Pour tout renforcement du dispositif militaire américain dans l’est de la Syrie, rapporté dernièrement par les médias américains et repris par d’autres, il ne s’est agi en réalité que de l’envoi de quelques chars et de leurs servants, une centaine d’hommes tout au plus. Comme de plus il ne semble pas que ce ne soit là qu’un début, rien ne permet de penser, du moins pour le moment, que l’administration Trump soit en train de revenir sur sa première décision de se retirer complètement de la Syrie, ce que d’ailleurs elle était sur le point de faire il y a de cela quelques mois. C’était avant que Donald Trump n’en décide autrement sous la pression à la fois du Pentagone et des alliés occidentaux. Les mêmes sources derrière cette information l’ont également reliée à un incident avec l’armée russe, disséminée le long de la frontière avec la Turquie, avec l’assentiment de cette dernière, incident qui se serait traduit par des blessés côté américain. La modestie de l’envoi n’en fait toutefois pas un renfort. Il aurait fallu un contingent beaucoup plus important si le but était de rééquilibrer les forces en présence dans cette région, la seule où l’armée américaine soit encore présente en Syrie. Ce que les Etats-Unis y ont dépêché, et qu’ils ont prélevé sur les forces stationnées en Irak, semble n’avoir d’autre motif que de jouer sur les nerfs des Russes, et par la même occasion des Syriens et des Turcs.

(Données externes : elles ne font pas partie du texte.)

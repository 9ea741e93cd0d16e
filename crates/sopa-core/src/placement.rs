use crate::{Error, Result, Word};
use serde::{Deserialize, Serialize};
use std::collections::HashMap;
use std::fmt;

/// A cell coordinate on the grid
#[derive(Debug, Clone, Copy, PartialEq, Eq, Hash, PartialOrd, Ord, Serialize, Deserialize)]
pub struct Position {
    pub row: usize,
    pub col: usize,
}

impl Position {
    pub const fn new(row: usize, col: usize) -> Self {
        Self { row, col }
    }
}

/// The direction a word's letters follow
#[derive(Debug, Clone, Copy, PartialEq, Eq, Hash, Serialize, Deserialize)]
#[serde(rename_all = "SCREAMING_SNAKE_CASE")]
pub enum Orientation {
    Horizontal,
    HorizontalReversed,
    Vertical,
    VerticalReversed,
    /// Top-left to bottom-right
    Diagonal,
}

impl Orientation {
    /// All orientations, in solver probe priority order
    pub const ALL: [Orientation; 5] = [
        Orientation::Horizontal,
        Orientation::HorizontalReversed,
        Orientation::Vertical,
        Orientation::VerticalReversed,
        Orientation::Diagonal,
    ];

    pub fn is_reversed(&self) -> bool {
        matches!(
            self,
            Orientation::HorizontalReversed | Orientation::VerticalReversed
        )
    }

    /// Row and column step between consecutive cells of a footprint
    pub fn step(&self) -> (usize, usize) {
        match self {
            Orientation::Horizontal | Orientation::HorizontalReversed => (0, 1),
            Orientation::Vertical | Orientation::VerticalReversed => (1, 0),
            Orientation::Diagonal => (1, 1),
        }
    }

    /// Stable numeric tag (1..=5)
    pub fn tag(&self) -> u8 {
        match self {
            Orientation::Horizontal => 1,
            Orientation::HorizontalReversed => 2,
            Orientation::Vertical => 3,
            Orientation::VerticalReversed => 4,
            Orientation::Diagonal => 5,
        }
    }

    pub fn from_tag(tag: u8) -> Result<Self> {
        Orientation::ALL
            .into_iter()
            .find(|o| o.tag() == tag)
            .ok_or_else(|| Error::UnsupportedOrientation(tag.to_string()))
    }

    pub fn name(&self) -> &'static str {
        match self {
            Orientation::Horizontal => "HORIZONTAL",
            Orientation::HorizontalReversed => "HORIZONTAL_REVERSED",
            Orientation::Vertical => "VERTICAL",
            Orientation::VerticalReversed => "VERTICAL_REVERSED",
            Orientation::Diagonal => "DIAGONAL",
        }
    }
}

impl fmt::Display for Orientation {
    fn fmt(&self, f: &mut fmt::Formatter<'_>) -> fmt::Result {
        f.write_str(self.name())
    }
}

impl std::str::FromStr for Orientation {
    type Err = Error;

    fn from_str(s: &str) -> Result<Self> {
        let wanted = s.trim().to_uppercase().replace(['-', ' '], "_");
        Orientation::ALL
            .into_iter()
            .find(|o| o.name() == wanted)
            .ok_or_else(|| Error::UnsupportedOrientation(s.to_string()))
    }
}

/// A word's committed start cell and orientation
#[derive(Debug, Clone, PartialEq, Eq, Hash, Serialize, Deserialize)]
pub struct Placement {
    pub word: Word,
    pub start_row: usize,
    pub start_col: usize,
    pub orientation: Orientation,
}

impl Placement {
    pub fn new(word: Word, start_row: usize, start_col: usize, orientation: Orientation) -> Self {
        Self {
            word,
            start_row,
            start_col,
            orientation,
        }
    }

    pub fn start(&self) -> Position {
        Position::new(self.start_row, self.start_col)
    }
}

impl fmt::Display for Placement {
    fn fmt(&self, f: &mut fmt::Formatter<'_>) -> fmt::Result {
        write!(
            f,
            "{} at ({}, {}) {}",
            self.word, self.start_row, self.start_col, self.orientation
        )
    }
}

/// Word to placement mapping, iterated in commit order
#[derive(Debug, Clone, Default, PartialEq, Eq, Hash, Serialize, Deserialize)]
pub struct PlacementSet {
    placements: Vec<Placement>,
}

impl PlacementSet {
    pub fn new() -> Self {
        Self::default()
    }

    pub fn len(&self) -> usize {
        self.placements.len()
    }

    pub fn is_empty(&self) -> bool {
        self.placements.is_empty()
    }

    pub fn get(&self, word: &Word) -> Option<&Placement> {
        self.placements.iter().find(|p| &p.word == word)
    }

    /// Whether this exact placement (word, start, orientation) is present
    pub fn contains(&self, placement: &Placement) -> bool {
        self.get(&placement.word) == Some(placement)
    }

    /// Commit a placement; an existing entry for the same word is replaced in place
    pub fn insert(&mut self, placement: Placement) {
        match self.placements.iter_mut().find(|p| p.word == placement.word) {
            Some(existing) => *existing = placement,
            None => self.placements.push(placement),
        }
    }

    pub fn remove(&mut self, word: &Word) -> Option<Placement> {
        let idx = self.placements.iter().position(|p| &p.word == word)?;
        Some(self.placements.remove(idx))
    }

    pub fn iter(&self) -> impl Iterator<Item = &Placement> {
        self.placements.iter()
    }

    /// True if every placement here is also in `other`
    pub fn is_subset_of(&self, other: &PlacementSet) -> bool {
        self.placements.iter().all(|p| other.contains(p))
    }

    /// Letter held at every occupied cell
    pub fn occupancy(&self) -> HashMap<Position, char> {
        let mut cells = HashMap::new();
        for placement in &self.placements {
            for (pos, letter) in crate::geometry::letter_positions(placement) {
                cells.insert(pos, letter);
            }
        }
        cells
    }

    /// Check that overlapping placements agree on every shared cell
    pub fn is_consistent(&self) -> bool {
        let mut cells: HashMap<Position, char> = HashMap::new();
        for placement in &self.placements {
            for (pos, letter) in crate::geometry::letter_positions(placement) {
                if let Some(&existing) = cells.get(&pos) {
                    if existing != letter {
                        return false;
                    }
                }
                cells.insert(pos, letter);
            }
        }
        true
    }
}

impl<'a> IntoIterator for &'a PlacementSet {
    type Item = &'a Placement;
    type IntoIter = std::slice::Iter<'a, Placement>;

    fn into_iter(self) -> Self::IntoIter {
        self.placements.iter()
    }
}

impl FromIterator<Placement> for PlacementSet {
    fn from_iter<I: IntoIterator<Item = Placement>>(iter: I) -> Self {
        let mut set = PlacementSet::new();
        for placement in iter {
            set.insert(placement);
        }
        set
    }
}
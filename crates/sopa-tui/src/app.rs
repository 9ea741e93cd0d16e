use crate::render::{self, RenderOptions};
use crate::settings::Settings;
use crate::theme::Theme;
use anyhow::{Context, Result};
use crossterm::{
    queue,
    style::{Print, ResetColor, SetForegroundColor},
};
use sopa_core::{parse_puzzles, parse_wordlist, write_puzzles, Generator, Puzzle, Solver, Word};
use std::fs::{self, OpenOptions};
use std::io::{self, BufRead, Write};
use std::path::{Path, PathBuf};
use tracing::info;

/// Result of handling a menu choice
#[derive(Debug, Clone, Copy, PartialEq, Eq)]
pub enum AppAction {
    Continue,
    Quit,
}

/// Entries of the interactive menu
#[derive(Debug, Clone, Copy, PartialEq, Eq)]
pub enum MenuChoice {
    Generate,
    GenerateMany,
    Solve,
    ToggleHighlight,
    Quit,
}

impl MenuChoice {
    pub fn parse(input: &str) -> Option<Self> {
        match input.trim() {
            "1" => Some(Self::Generate),
            "2" => Some(Self::GenerateMany),
            "3" => Some(Self::Solve),
            "4" => Some(Self::ToggleHighlight),
            "5" => Some(Self::Quit),
            _ => None,
        }
    }
}

/// The main application state
pub struct App {
    pub settings: Settings,
    pub theme: Theme,
    generator: Generator,
    solver: Solver,
    /// Where the highlight toggle persists settings; `None` keeps them in memory
    settings_path: Option<PathBuf>,
}

impl App {
    pub fn new(settings: Settings, seed: u64, settings_path: Option<PathBuf>) -> Self {
        let generator = Generator::with_config_and_seed(settings.planner_config(), seed);
        Self {
            theme: Theme::from_name(settings.theme),
            settings,
            generator,
            solver: Solver::new(),
            settings_path,
        }
    }

    fn render_options(&self) -> RenderOptions {
        RenderOptions {
            highlight: self.settings.highlight,
        }
    }

    /// Generate `count` puzzles from `words`, printing each one
    pub fn generate<W: Write>(
        &mut self,
        words: &[Word],
        count: usize,
        out: &mut W,
    ) -> Result<Vec<Puzzle>> {
        let mut puzzles = Vec::with_capacity(count);
        for _ in 0..count {
            let generated = self.generator.generate(words)?;
            render::render_grid(
                out,
                &generated.puzzle.grid,
                Some(&generated.placements),
                self.render_options(),
                &self.theme,
            )?;
            puzzles.push(generated.puzzle);
        }
        info!(count, words = words.len(), "generated puzzles");
        Ok(puzzles)
    }

    /// Append puzzles to `path` in the puzzle file format
    pub fn save_puzzles(&self, path: &Path, puzzles: &[Puzzle]) -> Result<()> {
        let mut file = OpenOptions::new()
            .create(true)
            .append(true)
            .open(path)
            .with_context(|| format!("opening {}", path.display()))?;
        file.write_all(write_puzzles(puzzles).as_bytes())
            .with_context(|| format!("writing {}", path.display()))?;
        Ok(())
    }

    /// Solve every puzzle in a file, printing each grid and the words not found
    pub fn solve_file<W: Write>(&self, path: &Path, out: &mut W) -> Result<usize> {
        let text =
            fs::read_to_string(path).with_context(|| format!("reading {}", path.display()))?;
        let puzzles =
            parse_puzzles(&text).with_context(|| format!("parsing {}", path.display()))?;

        let mut missing = 0;
        for puzzle in &puzzles {
            let solution = self.solver.solve(&puzzle.grid, &puzzle.words);
            render::render_grid(
                out,
                &puzzle.grid,
                Some(&solution.placements()),
                self.render_options(),
                &self.theme,
            )?;
            render::render_solution_report(out, &solution, &self.theme)?;
            missing += solution.missing().count();
        }
        info!(puzzles = puzzles.len(), missing, "solved puzzle file");
        Ok(missing)
    }

    /// Run the interactive menu until the user quits or input ends
    pub fn run_menu<R: BufRead, W: Write>(&mut self, input: &mut R, out: &mut W) -> Result<()> {
        loop {
            self.render_menu(out)?;
            let Some(line) = prompt(input, out, ">>> ")? else {
                break;
            };
            let action = match MenuChoice::parse(&line) {
                Some(choice) => self.handle_choice(choice, input, out)?,
                None => {
                    render::render_error(out, &self.theme, "Invalid option")?;
                    AppAction::Continue
                }
            };
            if action == AppAction::Quit {
                break;
            }
        }
        Ok(())
    }

    fn render_menu<W: Write>(&self, out: &mut W) -> io::Result<()> {
        let entries = [
            ("1", "Generate a word search".to_string()),
            ("2", "Generate N word searches".to_string()),
            ("3", "Solve word searches from a file".to_string()),
            (
                "4",
                format!(
                    "Toggle highlight mode (highlight={})",
                    self.settings.highlight
                ),
            ),
            ("5", "Quit".to_string()),
        ];
        writeln!(out)?;
        queue!(
            out,
            SetForegroundColor(self.theme.prompt),
            Print("Choose an option:\n"),
            ResetColor
        )?;
        for (key, label) in entries {
            queue!(
                out,
                SetForegroundColor(self.theme.key),
                Print(format!("{key}) ")),
                ResetColor,
                Print(label),
                Print("\n")
            )?;
        }
        out.flush()
    }

    fn handle_choice<R: BufRead, W: Write>(
        &mut self,
        choice: MenuChoice,
        input: &mut R,
        out: &mut W,
    ) -> Result<AppAction> {
        match choice {
            MenuChoice::Generate => {
                let Some(words) = self.read_wordlist(input, out)? else {
                    return Ok(AppAction::Quit);
                };
                self.generate_or_report(&words, 1, out)?;
            }
            MenuChoice::GenerateMany => {
                let Some(line) = prompt(input, out, "N: ")? else {
                    return Ok(AppAction::Quit);
                };
                let count: usize = match line.trim().parse() {
                    Ok(count) => count,
                    Err(_) => {
                        render::render_error(out, &self.theme, "Not a number")?;
                        return Ok(AppAction::Continue);
                    }
                };
                let Some(words) = self.read_wordlist(input, out)? else {
                    return Ok(AppAction::Quit);
                };
                self.generate_or_report(&words, count, out)?;
            }
            MenuChoice::Solve => {
                render::render_message(
                    out,
                    &self.theme,
                    "Records start with '# INICIO', end with '# FIN', and list the words on their last line.",
                )?;
                let Some(name) = prompt(input, out, "File name: ")? else {
                    return Ok(AppAction::Quit);
                };
                let path = PathBuf::from(name.trim());
                if !path.exists() {
                    render::render_error(out, &self.theme, "File does not exist")?;
                } else if let Err(e) = self.solve_file(&path, out) {
                    render::render_error(out, &self.theme, &format!("{e:#}"))?;
                }
            }
            MenuChoice::ToggleHighlight => {
                self.settings.highlight = !self.settings.highlight;
                let state = if self.settings.highlight { "on" } else { "off" };
                render::render_message(out, &self.theme, &format!("Highlight mode {state}"))?;
                if let Some(path) = &self.settings_path {
                    if let Err(e) = self.settings.save(path) {
                        render::render_error(
                            out,
                            &self.theme,
                            &format!("Failed to save settings: {e:#}"),
                        )?;
                    }
                }
            }
            MenuChoice::Quit => return Ok(AppAction::Quit),
        }
        Ok(AppAction::Continue)
    }

    fn generate_or_report<W: Write>(
        &mut self,
        words: &[Word],
        count: usize,
        out: &mut W,
    ) -> Result<()> {
        if let Err(e) = self.generate(words, count, out) {
            render::render_error(out, &self.theme, &format!("{e:#}"))?;
        }
        Ok(())
    }

    /// Ask for words until the list is valid; `None` when input ends
    fn read_wordlist<R: BufRead, W: Write>(
        &self,
        input: &mut R,
        out: &mut W,
    ) -> Result<Option<Vec<Word>>> {
        loop {
            let Some(line) = prompt(input, out, "Enter words separated by spaces: ")? else {
                return Ok(None);
            };
            match parse_wordlist(&line) {
                Ok(words) => return Ok(Some(words)),
                Err(_) => render::render_error(out, &self.theme, "Invalid input")?,
            }
        }
    }
}

/// Print `text` and read one line; `None` at end of input
fn prompt<R: BufRead, W: Write>(input: &mut R, out: &mut W, text: &str) -> io::Result<Option<String>> {
    write!(out, "{text}")?;
    out.flush()?;
    let mut line = String::new();
    if input.read_line(&mut line)? == 0 {
        return Ok(None);
    }
    Ok(Some(line.trim_end_matches(['\r', '\n']).to_string()))
}
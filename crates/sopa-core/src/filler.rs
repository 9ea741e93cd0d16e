use crate::geometry::letter_positions;
use crate::{Grid, PlacementSet, ALPHABET};
use rand::seq::SliceRandom;
use rand::Rng;

/// Random letter from the Spanish alphabet
pub fn random_letter<R: Rng + ?Sized>(rng: &mut R) -> char {
    *ALPHABET.choose(rng).unwrap_or(&'A')
}

/// Rasterize placements onto a `size` grid of random letters
pub fn fill<R: Rng + ?Sized>(size: usize, placements: &PlacementSet, rng: &mut R) -> Grid {
    let mut cells = vec![vec!['A'; size]; size];
    for row in cells.iter_mut() {
        for cell in row.iter_mut() {
            *cell = random_letter(rng);
        }
    }

    for placement in placements {
        for (pos, letter) in letter_positions(placement) {
            cells[pos.row][pos.col] = letter;
        }
    }

    Grid::from_square(cells)
}

#[cfg(test)]
mod tests {
    use super::*;
    use crate::{is_letter, Orientation, Placement, Position, Word};
    use rand::rngs::StdRng;
    use rand::SeedableRng;

    fn sample_placements() -> PlacementSet {
        [
            Placement::new(Word::new("PERRO").unwrap(), 1, 5, Orientation::Vertical),
            Placement::new(Word::new("GATO").unwrap(), 2, 2, Orientation::Diagonal),
            Placement::new(Word::new("AUTO").unwrap(), 6, 0, Orientation::HorizontalReversed),
        ]
        .into_iter()
        .collect()
    }

    #[test]
    fn test_fill_shape() {
        let mut rng = StdRng::seed_from_u64(42);
        let grid = fill(7, &sample_placements(), &mut rng);

        assert_eq!(grid.size(), 7);
        assert!(grid.rows().iter().all(|row| row.len() == 7));
        assert!(grid.rows().iter().flatten().all(|&c| is_letter(c)));
    }

    #[test]
    fn test_fill_writes_footprints() {
        let mut rng = StdRng::seed_from_u64(42);
        let placements = sample_placements();
        let grid = fill(7, &placements, &mut rng);

        for placement in &placements {
            for (pos, letter) in letter_positions(placement) {
                assert_eq!(grid.get(pos), Some(letter));
            }
        }
        // AUTO reversed reads OTUA left to right from (6, 0)
        let row: String = (0..4).map(|col| grid.at(6, col)).collect();
        assert_eq!(row, "OTUA");
        assert_eq!(grid.get(Position::new(5, 5)), Some('O'));
    }

    #[test]
    fn test_fill_without_placements() {
        let mut rng = StdRng::seed_from_u64(0);
        let grid = fill(3, &PlacementSet::new(), &mut rng);
        assert_eq!(grid.size(), 3);
    }

    #[test]
    fn test_random_letter_covers_enye() {
        let mut rng = StdRng::seed_from_u64(9);
        let seen: Vec<char> = (0..2000).map(|_| random_letter(&mut rng)).collect();
        assert!(seen.contains(&'Ñ'));
        assert!(seen.iter().all(|&c| is_letter(c)));
    }
}
use crate::theme::Theme;
use crossterm::{
    queue,
    style::{Color, Print, ResetColor, SetForegroundColor},
};
use sopa_core::{letter_positions, Grid, PlacementSet, Position, Solution};
use std::collections::HashSet;
use std::io::{self, Write};

/// Per-call rendering switches
#[derive(Debug, Clone, Copy, PartialEq, Eq)]
pub struct RenderOptions {
    pub highlight: bool,
}

/// Print the grid as space-separated rows surrounded by blank lines.
///
/// With highlighting on, cells covered by `placements` use the theme's
/// highlight color.
pub fn render_grid<W: Write>(
    out: &mut W,
    grid: &Grid,
    placements: Option<&PlacementSet>,
    options: RenderOptions,
    theme: &Theme,
) -> io::Result<()> {
    let highlighted: HashSet<Position> = match placements {
        Some(placements) if options.highlight => placements
            .iter()
            .flat_map(letter_positions)
            .map(|(pos, _)| pos)
            .collect(),
        _ => HashSet::new(),
    };

    writeln!(out)?;
    for (row, letters) in grid.rows().iter().enumerate() {
        for (col, &letter) in letters.iter().enumerate() {
            if col > 0 {
                write!(out, " ")?;
            }
            if highlighted.contains(&Position::new(row, col)) {
                queue!(
                    out,
                    SetForegroundColor(theme.highlight),
                    Print(letter),
                    ResetColor
                )?;
            } else {
                write!(out, "{letter}")?;
            }
        }
        writeln!(out)?;
    }
    writeln!(out)?;
    out.flush()
}

/// Print found placements and every missing word
pub fn render_solution_report<W: Write>(
    out: &mut W,
    solution: &Solution,
    theme: &Theme,
) -> io::Result<()> {
    for (word, placement) in solution.results() {
        match placement {
            Some(placement) => render_line(out, theme.info, &format!("Found {placement}"))?,
            None => render_line(out, theme.error, &format!("Word not found: {word}"))?,
        }
    }
    Ok(())
}

pub fn render_error<W: Write>(out: &mut W, theme: &Theme, msg: &str) -> io::Result<()> {
    render_line(out, theme.error, msg)
}

pub fn render_message<W: Write>(out: &mut W, theme: &Theme, msg: &str) -> io::Result<()> {
    render_line(out, theme.success, msg)
}

fn render_line<W: Write>(out: &mut W, color: Color, msg: &str) -> io::Result<()> {
    queue!(out, SetForegroundColor(color), Print(msg), ResetColor, Print("\n"))?;
    out.flush()
}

Mais évidemment pas de leurs alliés les Kurdes qui au contraire ont dû y voir un signe de bon augure. L’incident avec les Russes a pris la forme, à ce qu’il semble, d’un face à face avec des chars russes qui s’étaient placés en travers du chemin d’une de leurs patrouilles qui s’était aventurée loin de ses bases. Une agressivité qui tend à se renouveler ces derniers temps. Tout semble s’être passé à cette occasion tout au moins comme si les Russes voulaient dire aux Américains qu’il était temps pour eux de plier bagage comme ils l’avaient déjà annoncé. La méthode employée pour leur faire parvenir ce message
n’étant pas des plus amicales, les Américains y ont répondu en faisant le contraire de ce qu’on attendait d’eux. Les pousse-t-on avec des chars hors de la Syrie ? Eh bien, ils feront tout le contraire : ils feront venir un supplément de forces et du même genre que celles qui s’en étaient prises à eux, au point de blesser quelques-uns des leurs. Certes, pas au point de mettre leur vie en danger, mais quand même, ce ne sont pas là des choses à faire entre deux armées qui jusque-là avaient réussi à éviter les contacts violents. Pendant bientôt une décennie, Américains et Russes se sont opposés en Syrie sans jamais une seule fois s’affronter directement, sans même une seule erreur ou bavure. Un exploit, une admirable maîtrise de soi, une coordination entre ennemis dont on chercherait vainement un précédent. Chaque fois que les Américains voulaient attaquer des positions syriennes, ils en informaient leurs vis-à-vis russes, afin que ces derniers ne fassent rien pour les en empêcher. Et réciproquement. Ce pacte de non-agression mutuelle de près de dix ans aurait-il vécu ? Probablement pas, mais il semble bien qu’il se vive de plus en plus difficilement, et d’abord du côté russe.